> _WHAT YOU SHOULD DO_: Every line in the data below that includes "radius" belongs in the answer, copied as it stands.

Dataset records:
((

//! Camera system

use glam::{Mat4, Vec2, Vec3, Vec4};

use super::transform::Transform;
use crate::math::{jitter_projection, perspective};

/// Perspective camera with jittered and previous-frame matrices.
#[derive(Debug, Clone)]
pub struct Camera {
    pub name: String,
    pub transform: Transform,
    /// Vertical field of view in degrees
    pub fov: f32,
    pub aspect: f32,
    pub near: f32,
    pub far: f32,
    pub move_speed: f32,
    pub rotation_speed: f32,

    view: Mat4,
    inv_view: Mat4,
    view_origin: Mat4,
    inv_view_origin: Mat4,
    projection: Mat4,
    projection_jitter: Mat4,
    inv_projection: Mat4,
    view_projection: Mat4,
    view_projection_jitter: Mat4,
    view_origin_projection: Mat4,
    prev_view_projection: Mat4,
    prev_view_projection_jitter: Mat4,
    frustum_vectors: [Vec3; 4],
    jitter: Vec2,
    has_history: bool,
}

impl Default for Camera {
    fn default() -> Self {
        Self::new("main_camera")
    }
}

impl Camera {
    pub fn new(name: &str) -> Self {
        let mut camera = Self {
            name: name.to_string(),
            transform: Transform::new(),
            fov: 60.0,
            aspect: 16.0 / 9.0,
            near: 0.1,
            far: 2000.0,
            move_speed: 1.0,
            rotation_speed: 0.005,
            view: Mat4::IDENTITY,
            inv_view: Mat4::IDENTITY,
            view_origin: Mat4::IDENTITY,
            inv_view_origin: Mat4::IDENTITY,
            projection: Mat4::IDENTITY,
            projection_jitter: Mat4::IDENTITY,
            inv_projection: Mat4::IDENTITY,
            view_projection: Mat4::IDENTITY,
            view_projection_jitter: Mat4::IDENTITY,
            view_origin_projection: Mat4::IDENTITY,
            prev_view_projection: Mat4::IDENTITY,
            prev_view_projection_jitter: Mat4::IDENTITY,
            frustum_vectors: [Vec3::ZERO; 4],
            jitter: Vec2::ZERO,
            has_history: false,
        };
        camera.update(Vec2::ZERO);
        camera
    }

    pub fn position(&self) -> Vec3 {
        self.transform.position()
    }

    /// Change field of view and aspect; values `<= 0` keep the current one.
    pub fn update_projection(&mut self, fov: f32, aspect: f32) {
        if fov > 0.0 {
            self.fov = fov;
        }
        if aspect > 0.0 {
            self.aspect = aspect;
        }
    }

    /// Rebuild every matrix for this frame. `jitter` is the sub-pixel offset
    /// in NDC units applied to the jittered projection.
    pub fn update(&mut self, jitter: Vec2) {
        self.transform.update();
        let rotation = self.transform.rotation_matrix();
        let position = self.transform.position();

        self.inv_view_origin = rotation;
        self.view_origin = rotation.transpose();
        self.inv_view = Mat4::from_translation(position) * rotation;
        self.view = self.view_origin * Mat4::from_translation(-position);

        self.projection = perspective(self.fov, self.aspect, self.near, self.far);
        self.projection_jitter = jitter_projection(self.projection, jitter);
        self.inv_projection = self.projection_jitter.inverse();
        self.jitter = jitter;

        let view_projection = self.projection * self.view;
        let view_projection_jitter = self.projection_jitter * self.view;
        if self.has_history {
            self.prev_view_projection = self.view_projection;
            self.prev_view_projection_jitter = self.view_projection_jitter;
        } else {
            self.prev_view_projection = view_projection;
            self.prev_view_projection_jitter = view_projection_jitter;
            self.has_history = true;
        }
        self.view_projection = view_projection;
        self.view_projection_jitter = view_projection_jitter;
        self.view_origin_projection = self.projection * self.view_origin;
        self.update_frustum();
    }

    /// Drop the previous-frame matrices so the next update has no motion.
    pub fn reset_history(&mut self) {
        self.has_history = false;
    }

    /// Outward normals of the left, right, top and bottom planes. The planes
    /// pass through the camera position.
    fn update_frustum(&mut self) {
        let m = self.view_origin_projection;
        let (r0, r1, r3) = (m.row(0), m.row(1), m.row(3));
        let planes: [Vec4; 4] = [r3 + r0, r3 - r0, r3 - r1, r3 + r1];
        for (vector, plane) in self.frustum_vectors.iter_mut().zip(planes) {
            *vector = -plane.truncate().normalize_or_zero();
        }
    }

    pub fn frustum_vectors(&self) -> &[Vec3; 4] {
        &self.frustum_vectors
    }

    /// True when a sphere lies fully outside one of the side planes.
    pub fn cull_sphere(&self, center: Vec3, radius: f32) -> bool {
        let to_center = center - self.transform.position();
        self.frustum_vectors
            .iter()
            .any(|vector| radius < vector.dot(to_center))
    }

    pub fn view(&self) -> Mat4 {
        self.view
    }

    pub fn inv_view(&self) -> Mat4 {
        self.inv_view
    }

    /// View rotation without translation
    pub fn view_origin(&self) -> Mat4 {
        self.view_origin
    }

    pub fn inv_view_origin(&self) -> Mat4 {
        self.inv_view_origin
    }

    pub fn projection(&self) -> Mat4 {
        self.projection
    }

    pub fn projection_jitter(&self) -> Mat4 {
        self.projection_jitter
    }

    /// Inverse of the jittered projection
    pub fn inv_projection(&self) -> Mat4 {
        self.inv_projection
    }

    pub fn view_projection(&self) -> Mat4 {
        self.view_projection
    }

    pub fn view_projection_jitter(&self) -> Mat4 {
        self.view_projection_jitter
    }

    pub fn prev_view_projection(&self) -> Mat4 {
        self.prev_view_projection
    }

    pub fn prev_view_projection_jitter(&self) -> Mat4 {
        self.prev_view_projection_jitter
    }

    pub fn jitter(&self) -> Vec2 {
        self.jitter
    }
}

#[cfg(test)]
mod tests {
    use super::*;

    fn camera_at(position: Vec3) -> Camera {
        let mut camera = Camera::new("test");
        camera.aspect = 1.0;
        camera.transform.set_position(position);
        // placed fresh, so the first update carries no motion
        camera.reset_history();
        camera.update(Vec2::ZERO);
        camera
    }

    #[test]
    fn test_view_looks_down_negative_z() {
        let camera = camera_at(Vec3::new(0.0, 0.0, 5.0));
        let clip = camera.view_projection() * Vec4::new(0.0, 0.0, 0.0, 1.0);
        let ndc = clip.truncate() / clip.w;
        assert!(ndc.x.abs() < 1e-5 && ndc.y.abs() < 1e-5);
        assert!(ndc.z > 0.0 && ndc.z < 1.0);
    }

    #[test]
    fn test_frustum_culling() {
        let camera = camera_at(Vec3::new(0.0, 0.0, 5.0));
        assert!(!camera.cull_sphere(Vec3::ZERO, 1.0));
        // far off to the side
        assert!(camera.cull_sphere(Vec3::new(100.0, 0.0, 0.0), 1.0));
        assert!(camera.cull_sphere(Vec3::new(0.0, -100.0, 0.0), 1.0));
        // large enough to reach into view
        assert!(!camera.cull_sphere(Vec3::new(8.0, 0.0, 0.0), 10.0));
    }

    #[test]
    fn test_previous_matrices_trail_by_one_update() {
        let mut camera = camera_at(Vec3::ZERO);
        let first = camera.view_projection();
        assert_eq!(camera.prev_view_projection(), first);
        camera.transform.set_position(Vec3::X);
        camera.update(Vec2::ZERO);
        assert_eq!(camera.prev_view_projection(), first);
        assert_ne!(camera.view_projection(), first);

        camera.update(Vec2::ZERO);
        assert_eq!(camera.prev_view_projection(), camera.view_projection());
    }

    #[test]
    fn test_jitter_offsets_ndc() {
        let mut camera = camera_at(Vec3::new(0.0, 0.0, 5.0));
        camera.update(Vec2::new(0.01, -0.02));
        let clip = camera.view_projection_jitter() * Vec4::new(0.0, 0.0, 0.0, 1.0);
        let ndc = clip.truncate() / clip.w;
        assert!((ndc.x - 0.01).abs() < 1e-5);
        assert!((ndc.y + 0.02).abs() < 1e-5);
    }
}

))

> _SOLUTION FOR THIS TASK_:
    pub fn cull_sphere(&self, center: Vec3, radius: f32) -> bool {
            .any(|vector| radius < vector.dot(to_center))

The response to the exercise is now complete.